EXERCISE INSTRUCTIONS:
Reading through the lines below, count those that include the string "Value"; the answer is that number and nothing else.

-------- DATA IN THIS EXERCISE --------

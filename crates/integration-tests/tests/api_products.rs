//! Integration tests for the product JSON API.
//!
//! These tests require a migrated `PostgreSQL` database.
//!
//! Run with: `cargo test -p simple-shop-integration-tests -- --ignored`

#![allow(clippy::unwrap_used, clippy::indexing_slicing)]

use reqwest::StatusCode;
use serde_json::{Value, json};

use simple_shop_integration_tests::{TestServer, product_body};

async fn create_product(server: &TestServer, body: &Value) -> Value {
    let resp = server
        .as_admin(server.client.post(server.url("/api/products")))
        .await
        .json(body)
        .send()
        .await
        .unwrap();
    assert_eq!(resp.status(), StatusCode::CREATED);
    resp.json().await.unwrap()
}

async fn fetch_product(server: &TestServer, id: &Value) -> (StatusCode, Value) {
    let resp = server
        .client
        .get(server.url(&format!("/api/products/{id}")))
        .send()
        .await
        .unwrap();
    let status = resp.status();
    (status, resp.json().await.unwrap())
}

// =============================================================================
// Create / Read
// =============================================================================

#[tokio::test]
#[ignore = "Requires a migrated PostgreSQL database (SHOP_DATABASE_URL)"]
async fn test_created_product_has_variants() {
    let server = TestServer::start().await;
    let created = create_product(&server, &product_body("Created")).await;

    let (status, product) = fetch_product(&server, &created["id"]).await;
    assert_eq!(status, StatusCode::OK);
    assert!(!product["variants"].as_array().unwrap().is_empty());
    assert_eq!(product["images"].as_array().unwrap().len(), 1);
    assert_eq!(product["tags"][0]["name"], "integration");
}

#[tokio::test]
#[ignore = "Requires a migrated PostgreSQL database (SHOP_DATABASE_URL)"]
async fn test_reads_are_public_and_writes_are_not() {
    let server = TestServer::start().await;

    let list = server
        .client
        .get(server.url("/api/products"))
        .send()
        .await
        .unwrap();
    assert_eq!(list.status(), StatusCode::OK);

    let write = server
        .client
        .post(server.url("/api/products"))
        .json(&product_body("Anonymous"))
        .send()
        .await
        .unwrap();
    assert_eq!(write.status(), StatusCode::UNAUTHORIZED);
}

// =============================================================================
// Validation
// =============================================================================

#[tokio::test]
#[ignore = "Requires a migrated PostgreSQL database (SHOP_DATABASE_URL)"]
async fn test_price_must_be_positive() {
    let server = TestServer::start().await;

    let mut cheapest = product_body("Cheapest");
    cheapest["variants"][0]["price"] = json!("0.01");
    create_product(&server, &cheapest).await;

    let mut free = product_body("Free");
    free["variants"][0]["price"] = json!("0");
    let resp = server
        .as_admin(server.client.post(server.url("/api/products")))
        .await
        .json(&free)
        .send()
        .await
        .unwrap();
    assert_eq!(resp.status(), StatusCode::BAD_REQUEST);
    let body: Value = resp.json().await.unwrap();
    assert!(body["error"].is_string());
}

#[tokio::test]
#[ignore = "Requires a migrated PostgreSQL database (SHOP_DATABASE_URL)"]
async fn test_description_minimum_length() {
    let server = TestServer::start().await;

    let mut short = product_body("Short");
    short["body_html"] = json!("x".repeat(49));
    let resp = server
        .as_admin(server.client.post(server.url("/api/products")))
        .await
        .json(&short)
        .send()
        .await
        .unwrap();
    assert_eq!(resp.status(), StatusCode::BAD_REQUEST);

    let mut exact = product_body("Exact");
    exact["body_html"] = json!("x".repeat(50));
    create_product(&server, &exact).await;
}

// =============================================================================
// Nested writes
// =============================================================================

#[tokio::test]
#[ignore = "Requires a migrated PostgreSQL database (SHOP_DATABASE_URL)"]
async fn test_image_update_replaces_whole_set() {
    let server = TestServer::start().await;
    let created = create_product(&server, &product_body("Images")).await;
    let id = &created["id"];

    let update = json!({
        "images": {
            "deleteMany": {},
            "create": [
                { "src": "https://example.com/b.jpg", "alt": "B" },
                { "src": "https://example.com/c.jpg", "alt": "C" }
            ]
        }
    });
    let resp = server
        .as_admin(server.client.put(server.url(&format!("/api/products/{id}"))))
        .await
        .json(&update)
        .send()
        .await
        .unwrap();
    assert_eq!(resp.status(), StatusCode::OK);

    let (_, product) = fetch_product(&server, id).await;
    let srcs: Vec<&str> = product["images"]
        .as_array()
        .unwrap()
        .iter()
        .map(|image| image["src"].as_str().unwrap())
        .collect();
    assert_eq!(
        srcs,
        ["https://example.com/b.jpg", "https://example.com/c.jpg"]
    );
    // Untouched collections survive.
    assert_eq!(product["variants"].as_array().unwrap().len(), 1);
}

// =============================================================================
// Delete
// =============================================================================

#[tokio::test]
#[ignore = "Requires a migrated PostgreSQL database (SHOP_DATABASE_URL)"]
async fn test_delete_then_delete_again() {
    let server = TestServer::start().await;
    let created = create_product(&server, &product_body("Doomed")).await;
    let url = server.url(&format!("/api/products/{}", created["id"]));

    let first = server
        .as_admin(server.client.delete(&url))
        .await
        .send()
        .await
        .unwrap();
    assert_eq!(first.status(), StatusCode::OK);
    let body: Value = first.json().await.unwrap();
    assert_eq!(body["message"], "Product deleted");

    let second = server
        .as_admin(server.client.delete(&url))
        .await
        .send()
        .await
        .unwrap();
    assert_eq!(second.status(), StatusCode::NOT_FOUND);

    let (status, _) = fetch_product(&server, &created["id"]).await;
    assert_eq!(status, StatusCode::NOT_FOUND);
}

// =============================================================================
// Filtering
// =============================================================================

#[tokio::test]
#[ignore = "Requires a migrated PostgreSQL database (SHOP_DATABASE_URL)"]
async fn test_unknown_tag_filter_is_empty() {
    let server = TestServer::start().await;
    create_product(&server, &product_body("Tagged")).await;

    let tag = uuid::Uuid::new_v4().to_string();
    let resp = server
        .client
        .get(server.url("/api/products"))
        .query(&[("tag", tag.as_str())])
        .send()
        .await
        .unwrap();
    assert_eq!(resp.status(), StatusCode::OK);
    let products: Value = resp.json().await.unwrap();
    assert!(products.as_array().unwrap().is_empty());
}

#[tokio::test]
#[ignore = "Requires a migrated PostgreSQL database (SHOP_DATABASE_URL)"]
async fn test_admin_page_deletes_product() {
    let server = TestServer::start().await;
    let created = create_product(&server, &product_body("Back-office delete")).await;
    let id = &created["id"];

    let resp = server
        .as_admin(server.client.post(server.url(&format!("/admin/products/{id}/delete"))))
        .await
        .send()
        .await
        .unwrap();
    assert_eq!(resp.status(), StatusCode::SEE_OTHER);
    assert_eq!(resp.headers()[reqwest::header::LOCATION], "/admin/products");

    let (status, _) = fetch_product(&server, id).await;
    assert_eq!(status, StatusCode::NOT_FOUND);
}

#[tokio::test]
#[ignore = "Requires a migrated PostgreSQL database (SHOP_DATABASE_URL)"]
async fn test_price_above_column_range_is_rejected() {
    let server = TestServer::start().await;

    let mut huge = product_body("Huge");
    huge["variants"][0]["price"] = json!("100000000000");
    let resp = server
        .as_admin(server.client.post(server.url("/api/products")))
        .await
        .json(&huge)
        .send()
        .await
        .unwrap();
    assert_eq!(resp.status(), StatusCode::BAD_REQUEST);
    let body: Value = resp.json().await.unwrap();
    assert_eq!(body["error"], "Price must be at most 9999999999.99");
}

--------

TASK SOLUTION:
7